| 1:41 pm on May 20, 2009 (gmt 0)|
-- been testing ... with Microsoft employees --
Me wonder what they found... just kidding.
MSNDUDE said he was writing a blog post, [webmasterworld.com...] , this might be related to the 'MSN fakes referrers', who knows.
| 1:43 pm on May 20, 2009 (gmt 0)|
|I know some folks don't get too excited about MSN search, but I do. They send targeted traffic that converts well when a site ranks. |
I agree! I get good converting traffic from msn organic search results right now, just not enough traffic. I saw a few screenshots of Kumo and I really liked what I saw. I hope their advertising program improves as well. Can't wait to test it out for myself!

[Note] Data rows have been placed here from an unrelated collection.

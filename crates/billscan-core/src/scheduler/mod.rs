//! Pipeline scheduler: admission control, per-document status flow, and
//! failure isolation.
//!
//! Tier-1 extraction runs under a resizable semaphore; the OCR tiers are
//! additionally serialized by the controller's mutex, so raising the
//! concurrency only increases overlap of cheap work.

use anyhow::{Context, Result};
use std::path::PathBuf;
use std::sync::Arc;
use tokio::sync::{mpsc, Mutex, Semaphore};
use tokio_util::sync::CancellationToken;
use tracing::{error, info, warn};

use crate::agent::client::ChatClient;
use crate::agent::schema::StructuredExtraction;
use crate::agent::{self, ModelResolver};
use crate::display::generate_display_name;
use crate::extract::{ExtractionResult, OcrTier, TierController};
use crate::store::{DocumentResult, DocumentStatus, DocumentStore};
use crate::verify;
use crate::worker::WorkerHandle;

const MAX_TIER_CONCURRENCY: usize = 4;

/// One document to process.
#[derive(Debug, Clone)]
pub struct PipelineJob {
    pub document_id: String,
    pub path: PathBuf,
    /// Set when an operator retries with a specific tier; bypasses
    /// escalation.
    pub forced_tier: Option<OcrTier>,
}

struct SchedulerInner {
    controller: TierController,
    client: Arc<dyn ChatClient>,
    resolver: ModelResolver,
    store: Arc<dyn DocumentStore>,
    worker: WorkerHandle,
    semaphore: Arc<Semaphore>,
    configured_permits: Mutex<usize>,
}

pub struct Scheduler {
    inner: Arc<SchedulerInner>,
    job_tx: mpsc::UnboundedSender<PipelineJob>,
    cancel: CancellationToken,
}

impl Scheduler {
    pub fn new(
        controller: TierController,
        client: Arc<dyn ChatClient>,
        resolver: ModelResolver,
        store: Arc<dyn DocumentStore>,
        worker: WorkerHandle,
        tier_concurrency: usize,
    ) -> Self {
        let inner = Arc::new(SchedulerInner {
            controller,
            client,
            resolver,
            store,
            worker,
            semaphore: Arc::new(Semaphore::new(tier_concurrency)),
            configured_permits: Mutex::new(tier_concurrency),
        });

        let (job_tx, job_rx) = mpsc::unbounded_channel();
        let cancel = CancellationToken::new();
        tokio::spawn(dispatch_loop(inner.clone(), job_rx, cancel.clone()));

        Self {
            inner,
            job_tx,
            cancel,
        }
    }

    /// Queue a document. Returns immediately; processing happens on the
    /// dispatcher.
    pub async fn enqueue(&self, job: PipelineJob) -> Result<()> {
        self.inner
            .store
            .set_status(&job.document_id, DocumentStatus::Queued)
            .await;
        self.job_tx
            .send(job)
            .context("scheduler is shut down")?;
        Ok(())
    }

    /// Process one document inline, still subject to the concurrency limit.
    pub async fn process(&self, job: PipelineJob) -> Result<()> {
        let permit = self
            .inner
            .semaphore
            .clone()
            .acquire_owned()
            .await
            .context("scheduler is shut down")?;
        process_job(&self.inner, job).await;
        drop(permit);
        Ok(())
    }

    /// Apply new settings to the running pipeline. Concurrency changes take
    /// effect for jobs not yet admitted; running jobs are never interrupted.
    pub async fn update_config(
        &self,
        tier_concurrency: Option<usize>,
        worker_idle: Option<std::time::Duration>,
    ) -> Result<()> {
        if let Some(target) = tier_concurrency {
            if !(1..=MAX_TIER_CONCURRENCY).contains(&target) {
                anyhow::bail!(
                    "tier_concurrency must be between 1 and {MAX_TIER_CONCURRENCY}, got {target}"
                );
            }
            let mut current = self.inner.configured_permits.lock().await;
            if target > *current {
                self.inner.semaphore.add_permits(target - *current);
            } else if target < *current {
                // Shrink by eating permits as running jobs release them.
                let shrink = (*current - target) as u32;
                let semaphore = self.inner.semaphore.clone();
                tokio::spawn(async move {
                    if let Ok(permits) = semaphore.acquire_many_owned(shrink).await {
                        permits.forget();
                    }
                });
            }
            info!(from = *current, to = target, "tier concurrency updated");
            *current = target;
        }

        if let Some(idle) = worker_idle {
            self.inner.worker.set_idle_timeout(idle);
        }
        Ok(())
    }

    /// Stop admitting jobs and tear the worker down. Running jobs finish.
    pub fn shutdown(&self) {
        self.cancel.cancel();
        self.inner.worker.shutdown();
    }
}

async fn dispatch_loop(
    inner: Arc<SchedulerInner>,
    mut job_rx: mpsc::UnboundedReceiver<PipelineJob>,
    cancel: CancellationToken,
) {
    loop {
        let job = tokio::select! {
            biased;
            _ = cancel.cancelled() => break,
            job = job_rx.recv() => match job {
                Some(job) => job,
                None => break,
            },
        };

        let permit = tokio::select! {
            biased;
            _ = cancel.cancelled() => break,
            permit = inner.semaphore.clone().acquire_owned() => match permit {
                Ok(permit) => permit,
                Err(_) => break,
            },
        };

        let inner = inner.clone();
        tokio::spawn(async move {
            process_job(&inner, job).await;
            drop(permit);
        });
    }
    info!("pipeline dispatcher stopped");
}

/// Run one document start to finish. Never propagates an error: every
/// failure path lands in the store so one bad document cannot take the
/// pipeline down.
async fn process_job(inner: &SchedulerInner, job: PipelineJob) {
    let id = job.document_id.as_str();
    info!(document = id, path = %job.path.display(), "processing document");

    inner.store.set_status(id, DocumentStatus::Extracting).await;
    let extraction = match run_extraction(inner, &job).await {
        Ok(extraction) => extraction,
        Err(e) => {
            error!(document = id, error = %e, "extraction failed");
            inner.store.record_error(id, &format!("{e:#}")).await;
            inner.store.set_status(id, DocumentStatus::Error).await;
            return;
        }
    };
    inner
        .store
        .record_raw_extraction(id, extraction.ocr_tier, &extraction.full_text)
        .await;

    inner.store.set_status(id, DocumentStatus::Processing).await;

    // A model must be reachable before any LLM work; without one the
    // document cannot proceed at all.
    let model = match inner.resolver.resolve(inner.client.as_ref()).await {
        Ok(model) => model,
        Err(e) => {
            error!(document = id, error = %e, "no language model available");
            inner.store.record_error(id, &format!("{e:#}")).await;
            inner.store.set_status(id, DocumentStatus::Error).await;
            return;
        }
    };

    let (mut structured, raw_conversation) = match agent::agentic_extract(
        inner.client.as_ref(),
        &model,
        &extraction.full_text,
        extraction.pages.clone(),
    )
    .await
    {
        Ok(outcome) => (outcome.extraction, outcome.raw_conversation),
        Err(e) => {
            // The raw text is already stored; surface a draft the operator
            // can fill in by hand rather than a dead document.
            warn!(document = id, error = %e, "agentic extraction failed");
            let mut fallback = StructuredExtraction::default();
            fallback.push_note(&format!("LLM extraction failed: {e:#}. Raw text preserved."));
            (fallback, Vec::new())
        }
    };

    if let Some(text_layer) = extraction.text_layer_ref.as_deref() {
        inner.store.set_status(id, DocumentStatus::Verifying).await;
        match verify::verify_extraction(inner.client.as_ref(), &model, &structured, text_layer)
            .await
        {
            Ok(verification) if !verification.corrections.is_empty() => {
                info!(
                    document = id,
                    corrections = verification.corrections.len(),
                    "verification corrected the extraction"
                );
                structured = verification.corrected;
                structured.push_note(&format!(
                    "OCR corrections applied: {}",
                    verification.corrections.join("; ")
                ));
            }
            Ok(_) => info!(document = id, "verification found nothing to correct"),
            Err(e) => {
                // Verification is advisory; the unverified draft still ships.
                warn!(document = id, error = %e, "verification pass failed");
            }
        }
    }

    let original_filename = job
        .path
        .file_name()
        .map(|n| n.to_string_lossy().into_owned())
        .unwrap_or_else(|| id.to_string());
    let display_name = generate_display_name(&structured, &original_filename);

    inner
        .store
        .record_result(
            id,
            DocumentResult {
                display_name,
                extraction: structured,
                raw_conversation,
            },
        )
        .await;
    inner.store.set_status(id, DocumentStatus::Draft).await;
    info!(document = id, "document processed");
}

async fn run_extraction(inner: &SchedulerInner, job: &PipelineJob) -> Result<ExtractionResult> {
    match job.forced_tier {
        Some(tier) => inner.controller.extract_with_tier(&job.path, tier).await,
        None => inner.controller.extract_document(&job.path).await,
    }
}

| 1:45 pm on May 20, 2009 (gmt 0)|
| 2:13 pm on May 20, 2009 (gmt 0)|
I can't wait to see how good their new search is. It seems to me that Microsoft has enough cash to do deals which expose people to their search technology - and if it's good enough they may pick up some percentage points versus Google.

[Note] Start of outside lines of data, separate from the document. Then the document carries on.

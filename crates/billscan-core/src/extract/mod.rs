//! Tiered text extraction.
//!
//! Three strategies, cheapest first:
//!
//! 1. Text layer (lopdf, in-process) - clean digital PDFs
//! 2. Fast OCR (worker process) - scans, photos, broken fonts
//! 3. Deep OCR (worker process) - poor quality input the fast pass fumbles
//!
//! Escalation is driven by quality heuristics: a text layer full of
//! `(cid:` garbage or replacement characters falls through to OCR, and a
//! fast-OCR result with low word confidence falls through to deep OCR.
//! Tiers 2 and 3 run under the caller-supplied OCR mutex, so OCR memory
//! pressure stays bounded no matter how many documents are in flight.

mod quality;

pub use quality::{OcrConfidence, QualityThresholds, QualityVerdict, TextLayerVerdict};

use std::path::Path;
use std::sync::Arc;

use anyhow::{bail, Context, Result};
use serde::de::Error as _;
use serde::{Deserialize, Deserializer, Serialize, Serializer};
use tokio::sync::Mutex;
use tracing::{debug, info};

use crate::pdf::{self, TextLayer};
use crate::worker::WorkerHandle;

/// Which strategy produced an extraction. Serialized as 1/2/3.
#[derive(Debug, Clone, Copy, PartialEq, Eq)]
pub enum OcrTier {
    TextLayer,
    FastOcr,
    DeepOcr,
}

impl OcrTier {
    pub fn as_u8(self) -> u8 {
        match self {
            OcrTier::TextLayer => 1,
            OcrTier::FastOcr => 2,
            OcrTier::DeepOcr => 3,
        }
    }

    pub fn from_u8(value: u8) -> Option<Self> {
        match value {
            1 => Some(OcrTier::TextLayer),
            2 => Some(OcrTier::FastOcr),
            3 => Some(OcrTier::DeepOcr),
            _ => None,
        }
    }
}

impl Serialize for OcrTier {
    fn serialize<S: Serializer>(&self, serializer: S) -> Result<S::Ok, S::Error> {
        serializer.serialize_u8(self.as_u8())
    }
}

impl<'de> Deserialize<'de> for OcrTier {
    fn deserialize<D: Deserializer<'de>>(deserializer: D) -> Result<Self, D::Error> {
        let value = u8::deserialize(deserializer)?;
        OcrTier::from_u8(value)
            .ok_or_else(|| D::Error::custom(format!("invalid OCR tier: {}", value)))
    }
}

/// One extraction attempt's output.
///
/// Invariant: `pages.len() == total_pages`, and `full_text` is the pages
/// concatenated in order. Not persisted itself; only what the downstream
/// stages derive from it survives.
#[derive(Debug, Clone, Serialize, Deserialize)]
pub struct ExtractionResult {
    #[serde(rename = "fullText")]
    pub full_text: String,
    pub pages: Vec<String>,
    #[serde(rename = "totalPages")]
    pub total_pages: usize,
    #[serde(rename = "ocrTier")]
    pub ocr_tier: OcrTier,
    /// Raw text layer kept alongside OCR output when the layer exists but is
    /// broken. Ground truth for the verification pass.
    #[serde(rename = "textLayerRef", skip_serializing_if = "Option::is_none")]
    pub text_layer_ref: Option<String>,
}

/// Non-PDF uploads that go straight to OCR.
const IMAGE_EXTENSIONS: &[&str] = &[
    "heic", "heif", "jpg", "jpeg", "png", "tiff", "tif", "bmp", "webp",
];

fn is_image(path: &Path) -> bool {
    path.extension()
        .and_then(|e| e.to_str())
        .map(|e| IMAGE_EXTENSIONS.contains(&e.to_ascii_lowercase().as_str()))
        .unwrap_or(false)
}

/// What the OCR worker sends back for a `fast_ocr`/`deep_ocr` request.
#[derive(Debug, Deserialize)]
struct OcrResponse {
    #[serde(rename = "fullText")]
    full_text: String,
    pages: Vec<String>,
    #[serde(rename = "totalPages")]
    total_pages: usize,
    confidence: Option<OcrConfidence>,
}

/// Chooses the cheapest tier likely to succeed and escalates otherwise.
pub struct TierController {
    worker: WorkerHandle,
    ocr_mutex: Arc<Mutex<()>>,
    thresholds: QualityThresholds,
}

impl TierController {
    pub fn new(
        worker: WorkerHandle,
        ocr_mutex: Arc<Mutex<()>>,
        thresholds: QualityThresholds,
    ) -> Self {
        Self {
            worker,
            ocr_mutex,
            thresholds,
        }
    }

    /// Extract text, escalating 1 → 2 → 3 as quality checks fail.
    pub async fn extract_document(&self, path: &Path) -> Result<ExtractionResult> {
        if is_image(path) {
            debug!(path = %path.display(), "Image file - skipping text layer");
            return self.run_ocr(path, None).await;
        }

        // Tier 1
        let mut broken_layer = None;
        match pdf::extract_text_layer(path) {
            Ok(layer) => {
                let verdict = quality::assess_text_layer(&layer.full_text, &self.thresholds);
                if verdict.accept {
                    info!(pages = layer.total_pages, "Text layer accepted");
                    return Ok(from_text_layer(layer));
                }
                info!(reason = %verdict.reason, "Text layer rejected - falling back to OCR");
                if verdict.broken {
                    broken_layer = Some(layer.full_text);
                }
            }
            Err(e) => {
                info!(error = %e, "Text layer extraction failed - falling back to OCR");
            }
        }

        self.run_ocr(path, broken_layer).await
    }

    /// Force a specific OCR tier, bypassing escalation. Used when a human
    /// retries a poor first pass with a heavier tier.
    pub async fn extract_with_tier(&self, path: &Path, tier: OcrTier) -> Result<ExtractionResult> {
        if tier == OcrTier::TextLayer {
            let layer = pdf::extract_text_layer(path)?;
            return Ok(from_text_layer(layer));
        }

        // Best-effort broken text layer for cross-checking.
        let text_layer_ref = if is_image(path) {
            None
        } else {
            pdf::extract_text_layer(path).ok().and_then(|layer| {
                let verdict = quality::assess_text_layer(&layer.full_text, &self.thresholds);
                verdict.broken.then_some(layer.full_text)
            })
        };

        let _ocr_guard = self.ocr_mutex.lock().await;
        let op = match tier {
            OcrTier::FastOcr => "fast_ocr",
            OcrTier::DeepOcr => "deep_ocr",
            OcrTier::TextLayer => unreachable!("handled above"),
        };
        let response = self.ocr_request(op, path).await?;
        Ok(from_ocr(response, tier, text_layer_ref))
    }

    /// Tier 2, escalating to tier 3 when the fast pass looks unreliable.
    /// Holds the OCR mutex across both attempts.
    async fn run_ocr(
        &self,
        path: &Path,
        broken_layer: Option<String>,
    ) -> Result<ExtractionResult> {
        let _ocr_guard = self.ocr_mutex.lock().await;

        let fast = self.ocr_request("fast_ocr", path).await?;
        let verdict = quality::assess_ocr(
            &fast.full_text,
            fast.confidence.as_ref(),
            broken_layer.as_deref(),
            &self.thresholds,
        );
        if verdict.accept {
            info!(reason = %verdict.reason, "Fast OCR accepted");
            return Ok(from_ocr(fast, OcrTier::FastOcr, broken_layer));
        }

        info!(reason = %verdict.reason, "Fast OCR rejected - escalating to deep OCR");
        let deep = self.ocr_request("deep_ocr", path).await?;
        Ok(from_ocr(deep, OcrTier::DeepOcr, broken_layer))
    }

    async fn ocr_request(&self, op: &str, path: &Path) -> Result<OcrResponse> {
        let request = serde_json::json!({
            "op": op,
            "path": path.to_string_lossy(),
        });
        let response = self
            .worker
            .request(request)
            .await
            .with_context(|| format!("{} request failed", op))?;
        let parsed: OcrResponse = serde_json::from_value(response)
            .with_context(|| format!("{} response malformed", op))?;
        if parsed.pages.len() != parsed.total_pages {
            bail!(
                "{} response malformed: {} page(s) but totalPages={}",
                op,
                parsed.pages.len(),
                parsed.total_pages
            );
        }
        Ok(parsed)
    }
}

fn from_text_layer(layer: TextLayer) -> ExtractionResult {
    ExtractionResult {
        full_text: layer.full_text,
        total_pages: layer.total_pages,
        pages: layer.pages,
        ocr_tier: OcrTier::TextLayer,
        text_layer_ref: None,
    }
}

fn from_ocr(
    response: OcrResponse,
    tier: OcrTier,
    text_layer_ref: Option<String>,
) -> ExtractionResult {
    ExtractionResult {
        full_text: response.full_text,
        pages: response.pages,
        total_pages: response.total_pages,
        ocr_tier: tier,
        text_layer_ref,
    }
}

The search products from Microsoft have always delivered great visitors from a ROI point of view, whatever name they have been under - but volume has also always been an issue.
Microsoft have made it clear that search is a major focus area for them, and they are being more open than Google is (as are Yahoo) for developers to innovate on their platform. The webmaster community helped Google get where they are now, and rightly so as they have excellent services, but it's about time we had another provider to get behind that can truly show innovation in search (or at least be as good as Google so we can get some risk mitigation into our SEM/SEO planning).
| 2:37 pm on May 20, 2009 (gmt 0)|
I'm not sure I care about anything they come up with. On the occasion that a serp is identical between G & MSN, MSN brings in about 1-2% of the traffic and those very rarely convert.
| 2:55 pm on May 20, 2009 (gmt 0)|
I really want to believe that they've got something truly innovative. However, history would dictate to the contrary.
| 3:20 pm on May 20, 2009 (gmt 0)|
Is Kumo based on technology from MSFT's acquisition of PowerSet?
| 3:57 pm on May 20, 2009 (gmt 0)|
What you need to understand is that MSN search might have a good ROI or conversion exactly because it is used by much fewer people: thus lower statistical representation of the general consumer, and I would go as far as stipulating that the average user of MSN is probably less web-savvy than the average user of other search engines, and is thus an easier target. Now, if the popularity of MSN grows, expect your conversions to go down.
| 7:24 pm on May 20, 2009 (gmt 0)|
In regards to conversions, doesn't MS still offer discounts for shopping via their search? Wouldn't that factor into better conversions?
| 8:50 pm on May 20, 2009 (gmt 0)|
|Is Kumo based on technology from MSFT's acquisition of PowerSet? |
It has been so reported, although I don't remember the source where I read this...
| 11:36 pm on Jun 4, 2009 (gmt 0)|
Microsoft has, at least, added a new scatological pejorative to the language:
"Bing it! These search results are pure bing! That binging son of a binger..."
Bing! The possibilities are endless!